Many of the approaches, techniques and tools introduced in the other sections of this guide can be applied or adapted to teaching synchronously (i.e. present with learners at the same time) in an online environment. There are however differences in teaching synchronously online, this page introduces tips, tricks and case studies most pertinent to this.
Tips and tricks
Case study example
Creating interactivity in synchronous critical reading training using Padlet: Our critical appraisal sessions involve sending attendees an article in advance to read. The face-to-face classes consist of one of us (the trainers) facilitating a discussion of the article, using various critical reading tools as a framework. The idea is that the trainer speaks very little, just provides prompts and lets the students do the bulk of the talking.

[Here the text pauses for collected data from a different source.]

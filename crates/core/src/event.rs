//! Event value delivered to trigger callbacks

use chrono::{DateTime, Local};
use std::fmt;
use std::hash::{Hash, Hasher};
use std::path::{Path, PathBuf};

/// Kind of change that fired a trigger
#[derive(Debug, Clone, Copy, PartialEq, Eq, Hash)]
pub enum ChangeKind {
    /// Last write time of the file changed
    Changed,
    /// File was created
    Created,
    /// File was renamed into place
    Renamed,
}

impl ChangeKind {
    /// Textual form used as `TriggerEvent::change_info`
    pub fn as_str(&self) -> &'static str {
        match self {
            ChangeKind::Changed => "Changed",
            ChangeKind::Created => "Created",
            ChangeKind::Renamed => "Renamed",
        }
    }
}

impl fmt::Display for ChangeKind {
    fn fmt(&self, f: &mut fmt::Formatter<'_>) -> fmt::Result {
        f.write_str(self.as_str())
    }
}

/// One firing of a trigger
///
/// Equality and hashing only look at path and change info. Two events for
/// the same file and change compare equal no matter when they fired.
#[derive(Debug, Clone)]
pub struct TriggerEvent {
    full_path: PathBuf,
    change_info: String,
    timestamp: DateTime<Local>,
}

impl TriggerEvent {
    /// Create an event stamped with the current local time
    pub fn new(full_path: impl Into<PathBuf>, change_info: impl Into<String>) -> Self {
        Self {
            full_path: full_path.into(),
            change_info: change_info.into(),
            timestamp: Local::now(),
        }
    }

    /// Full path of the watched file
    pub fn full_path(&self) -> &Path {
        &self.full_path
    }

    /// Kind of change as text
    pub fn change_info(&self) -> &str {
        &self.change_info
    }

    /// When the event was created
    pub fn timestamp(&self) -> DateTime<Local> {
        self.timestamp
    }
}

impl PartialEq for TriggerEvent {
    fn eq(&self, other: &Self) -> bool {
        self.full_path == other.full_path && self.change_info == other.change_info
    }
}

impl Eq for TriggerEvent {}

impl Hash for TriggerEvent {
    fn hash<H: Hasher>(&self, state: &mut H) {
        self.full_path.hash(state);
        self.change_info.hash(state);
    }
}

impl fmt::Display for TriggerEvent {
    fn fmt(&self, f: &mut fmt::Formatter<'_>) -> fmt::Result {
        write!(
            f,
            "{}, {}, {}",
            self.full_path.display(),
            self.change_info,
            self.timestamp.format("%Y-%m-%dT%H:%M:%S%.3f")
        )
    }
}
//! Engine settings
//!
//! Loaded from TOML; every key is optional:
//!
//! ```toml
//! debounce_ms = 300
//! drain_pause_ms = 100
//!
//! [recovery]
//! max_attempts = 10        # 0 = retry forever
//! initial_backoff_ms = 100
//! max_backoff_ms = 30000
//! ```

use crate::error::TriggerError;
use crate::Result;
use serde::{Deserialize, Serialize};
use std::path::Path;
use std::time::Duration;

const MAX_DEBOUNCE_MS: u64 = 60_000;
const MAX_DRAIN_PAUSE_MS: u64 = 10_000;

/// Tunables of a trigger engine
#[derive(Debug, Clone, PartialEq, Eq, Serialize, Deserialize)]
#[serde(default, deny_unknown_fields)]
pub struct TriggerSettings {
    /// Pause between detecting a change and calling back (default: 300ms)
    pub debounce_ms: u64,

    /// Pause between cancelling and releasing watches during recovery (default: 100ms)
    pub drain_pause_ms: u64,

    /// Rebuild policy after a watch failure
    pub recovery: RecoverySettings,
}

/// Retry policy for rebuilding watches
#[derive(Debug, Clone, PartialEq, Eq, Serialize, Deserialize)]
#[serde(default, deny_unknown_fields)]
pub struct RecoverySettings {
    /// Rebuild attempts per failure, 0 for unbounded (default: 10)
    pub max_attempts: u32,

    /// Delay after the first failed rebuild (default: 100ms)
    pub initial_backoff_ms: u64,

    /// Upper bound for the doubling delay (default: 30s)
    pub max_backoff_ms: u64,
}

impl Default for TriggerSettings {
    fn default() -> Self {
        Self {
            debounce_ms: 300,
            drain_pause_ms: 100,
            recovery: RecoverySettings::default(),
        }
    }
}

impl Default for RecoverySettings {
    fn default() -> Self {
        Self {
            max_attempts: 10,
            initial_backoff_ms: 100,
            max_backoff_ms: 30_000,
        }
    }
}

impl TriggerSettings {
    /// Parse and validate settings from TOML text
    pub fn from_toml_str(text: &str) -> Result<Self> {
        let settings: Self = toml::from_str(text).map_err(|e| TriggerError::Settings {
            path: None,
            reason: e.to_string(),
        })?;
        settings.validate()?;
        Ok(settings)
    }

    /// Load and validate settings from a TOML file
    pub fn load(path: &Path) -> Result<Self> {
        let text = std::fs::read_to_string(path).map_err(|e| TriggerError::Settings {
            path: Some(path.to_path_buf()),
            reason: format!("cannot read {}: {}", path.display(), e),
        })?;
        Self::from_toml_str(&text).map_err(|e| match e {
            TriggerError::Settings { reason, .. } => TriggerError::Settings {
                path: Some(path.to_path_buf()),
                reason: format!("{}: {}", path.display(), reason),
            },
            other => other,
        })
    }

    /// Check value ranges
    pub fn validate(&self) -> Result<()> {
        let invalid = |reason: String| TriggerError::Settings { path: None, reason };

        if self.debounce_ms > MAX_DEBOUNCE_MS {
            return Err(invalid(format!(
                "debounce_ms must be at most {} (got {})",
                MAX_DEBOUNCE_MS, self.debounce_ms
            )));
        }
        if self.drain_pause_ms > MAX_DRAIN_PAUSE_MS {
            return Err(invalid(format!(
                "drain_pause_ms must be at most {} (got {})",
                MAX_DRAIN_PAUSE_MS, self.drain_pause_ms
            )));
        }
        if self.recovery.initial_backoff_ms == 0 {
            return Err(invalid("recovery.initial_backoff_ms must be at least 1".to_string()));
        }
        if self.recovery.initial_backoff_ms > self.recovery.max_backoff_ms {
            return Err(invalid(format!(
                "recovery.initial_backoff_ms ({}) exceeds recovery.max_backoff_ms ({})",
                self.recovery.initial_backoff_ms, self.recovery.max_backoff_ms
            )));
        }
        Ok(())
    }

    pub fn debounce(&self) -> Duration {
        Duration::from_millis(self.debounce_ms)
    }

    pub fn drain_pause(&self) -> Duration {
        Duration::from_millis(self.drain_pause_ms)
    }
}
//! Idle watchdog timer
//!
//! The timer does not own a thread. The engine worker waits for signals
//! with the timer's deadline as receive timeout, so an elapsed deadline
//! turns into a synthetic fire. Every fire stops the timer first and
//! restarts it afterwards, which pushes the deadline out by a full interval.

use chrono::{DateTime, Local};
use std::time::{Duration, Instant};

/// Fallback timer firing after an interval without activity
#[derive(Debug, Clone)]
pub struct FallbackTimer {
    interval: Duration,
    running: bool,
    deadline: Option<Instant>,
    last_start: Option<DateTime<Local>>,
    next_fire: Option<DateTime<Local>>,
}

impl FallbackTimer {
    /// Create a stopped timer
    pub fn new(interval: Duration) -> Self {
        Self {
            interval,
            running: false,
            deadline: None,
            last_start: None,
            next_fire: None,
        }
    }

    /// (Re)start the countdown from now
    pub fn start(&mut self) {
        self.start_at(Instant::now());
    }

    fn start_at(&mut self, now: Instant) {
        let wall = Local::now();
        self.running = true;
        // Intervals too large to represent never elapse
        self.deadline = now.checked_add(self.interval);
        self.last_start = Some(wall);
        self.next_fire = chrono::Duration::from_std(self.interval)
            .ok()
            .and_then(|d| wall.checked_add_signed(d));
    }

    pub fn stop(&mut self) {
        self.running = false;
    }

    pub fn is_running(&self) -> bool {
        self.running
    }

    pub fn interval(&self) -> Duration {
        self.interval
    }

    /// Instant the worker should wake up at, if running
    pub fn deadline(&self) -> Option<Instant> {
        if self.running {
            self.deadline
        } else {
            None
        }
    }

    /// Whether the countdown has elapsed at `now`
    pub fn is_due(&self, now: Instant) -> bool {
        self.deadline().is_some_and(|deadline| now >= deadline)
    }

    /// Wall-clock time of the last (re)start
    pub fn last_start(&self) -> Option<DateTime<Local>> {
        self.last_start
    }

    /// Wall-clock time of the next synthetic fire, if running
    pub fn next_fire(&self) -> Option<DateTime<Local>> {
        if self.running {
            self.next_fire
        } else {
            None
        }
    }
}
//! Common utilities for engine integration tests

#![allow(dead_code)]

use parking_lot::Mutex;
use std::fs;
use std::path::PathBuf;
use std::sync::atomic::{AtomicBool, AtomicUsize, Ordering};
use std::sync::Arc;
use std::thread;
use std::time::{Duration, Instant};
use tempfile::TempDir;
use trigger_watcher::{
    ChangeKind, EventSink, OsWatch, RecoverySettings, ResolvedWatchTarget, TriggerCallback,
    TriggerError, TriggerEvent, TriggerSettings, WatchBackend, WatchFailure,
};

/// Backend whose "OS" events are emitted by the test
#[derive(Default)]
pub struct ManualBackend {
    sinks: Mutex<Vec<EventSink>>,
    fail_builds: AtomicBool,
    watch_calls: AtomicUsize,
    live: Arc<AtomicUsize>,
}

struct ManualWatch {
    live: Arc<AtomicUsize>,
}

impl OsWatch for ManualWatch {}

impl Drop for ManualWatch {
    fn drop(&mut self) {
        self.live.fetch_sub(1, Ordering::SeqCst);
    }
}

impl WatchBackend for ManualBackend {
    fn watch(
        &self,
        target: &ResolvedWatchTarget,
        sink: EventSink,
    ) -> Result<Box<dyn OsWatch>, TriggerError> {
        self.watch_calls.fetch_add(1, Ordering::SeqCst);
        if self.fail_builds.load(Ordering::SeqCst) {
            return Err(TriggerError::WatchSetup {
                directory: target.directory.clone(),
                reason: "simulated failure".to_string(),
            });
        }

        self.sinks.lock().push(sink);
        self.live.fetch_add(1, Ordering::SeqCst);
        Ok(Box::new(ManualWatch {
            live: Arc::clone(&self.live),
        }))
    }
}

impl ManualBackend {
    pub fn new() -> Arc<Self> {
        Arc::new(Self::default())
    }

    /// Make every following watch request fail (or succeed again)
    pub fn fail_builds(&self, fail: bool) {
        self.fail_builds.store(fail, Ordering::SeqCst);
    }

    pub fn watch_calls(&self) -> usize {
        self.watch_calls.load(Ordering::SeqCst)
    }

    /// Number of OS watches not yet released
    pub fn live_watches(&self) -> usize {
        self.live.load(Ordering::SeqCst)
    }

    fn current_sink(&self) -> Option<EventSink> {
        self.sinks
            .lock()
            .iter()
            .rev()
            .find(|sink| !sink.is_cancelled())
            .cloned()
    }

    /// Report a change of the watched file; true if it was forwarded
    pub fn emit_change(&self) -> bool {
        match self.current_sink() {
            Some(sink) => {
                let path = sink.target().path();
                sink.changed(path, ChangeKind::Changed)
            }
            None => false,
        }
    }

    /// Report a change of some other file in the watched directory
    pub fn emit_unrelated(&self) -> bool {
        match self.current_sink() {
            Some(sink) => {
                let path = sink.target().directory.join("unrelated.txt");
                sink.changed(path, ChangeKind::Created)
            }
            None => false,
        }
    }

    pub fn emit_failure(&self, failure: WatchFailure) {
        if let Some(sink) = self.current_sink() {
            sink.failed(failure);
        }
    }
}

/// Collects every event delivered to its callback
#[derive(Clone, Default)]
pub struct Recorder {
    events: Arc<Mutex<Vec<TriggerEvent>>>,
}

impl Recorder {
    pub fn new() -> Self {
        Self::default()
    }

    pub fn callback(&self) -> TriggerCallback {
        let events = Arc::clone(&self.events);
        Arc::new(move |event| events.lock().push(event))
    }

    pub fn count(&self) -> usize {
        self.events.lock().len()
    }

    pub fn events(&self) -> Vec<TriggerEvent> {
        self.events.lock().clone()
    }

    /// Wait until at least `n` events arrived
    pub fn wait_for(&self, n: usize, timeout: Duration) -> bool {
        wait_until(timeout, || self.count() >= n)
    }
}

/// Poll `condition` until it holds or `timeout` elapses
pub fn wait_until(timeout: Duration, mut condition: impl FnMut() -> bool) -> bool {
    let deadline = Instant::now() + timeout;
    loop {
        if condition() {
            return true;
        }
        if Instant::now() >= deadline {
            return false;
        }
        thread::sleep(Duration::from_millis(5));
    }
}

/// Settings with short pauses so tests run quickly
pub fn fast_settings() -> TriggerSettings {
    TriggerSettings {
        debounce_ms: 20,
        drain_pause_ms: 10,
        recovery: RecoverySettings {
            max_attempts: 3,
            initial_backoff_ms: 10,
            max_backoff_ms: 40,
        },
    }
}

/// Temporary directory containing one watched file
pub struct Fixture {
    pub dir: TempDir,
    pub file: PathBuf,
}

impl Fixture {
    pub fn new(name: &str) -> Self {
        let dir = TempDir::new().unwrap();
        let file = dir.path().join(name);
        fs::write(&file, "initial").unwrap();
        Self { dir, file }
    }

    /// Trigger definition for the file followed by `extra` segments
    pub fn definition(&self, extra: &str) -> String {
        if extra.is_empty() {
            self.file.display().to_string()
        } else {
            format!("{}|{}", self.file.display(), extra)
        }
    }
}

Due to the pandemic, we had to move all our teaching online, and critical appraisal — with its heavy emphasis on discussion — was more difficult than some of our other classes. We found after trial and error that asking students to respond to the prompts verbally didn’t work well — it affected the sound quality, some students were uncomfortable, and it was harder to manage the flow of conversation — so we now use Padlet as a way to facilitate discussion. We ‘pin’ a series of questions, and during the training session, we send the link to the board, and direct the students to post their responses to each question. They use the chat function in Zoom to ask any questions outside of the prompts on the Padlet board.
Padlet can also be used in this way to enable interactivity in face-to-face synchronous teaching settings where it might otherwise be difficult (such as lectures), so it has applicability beyond online teaching as well.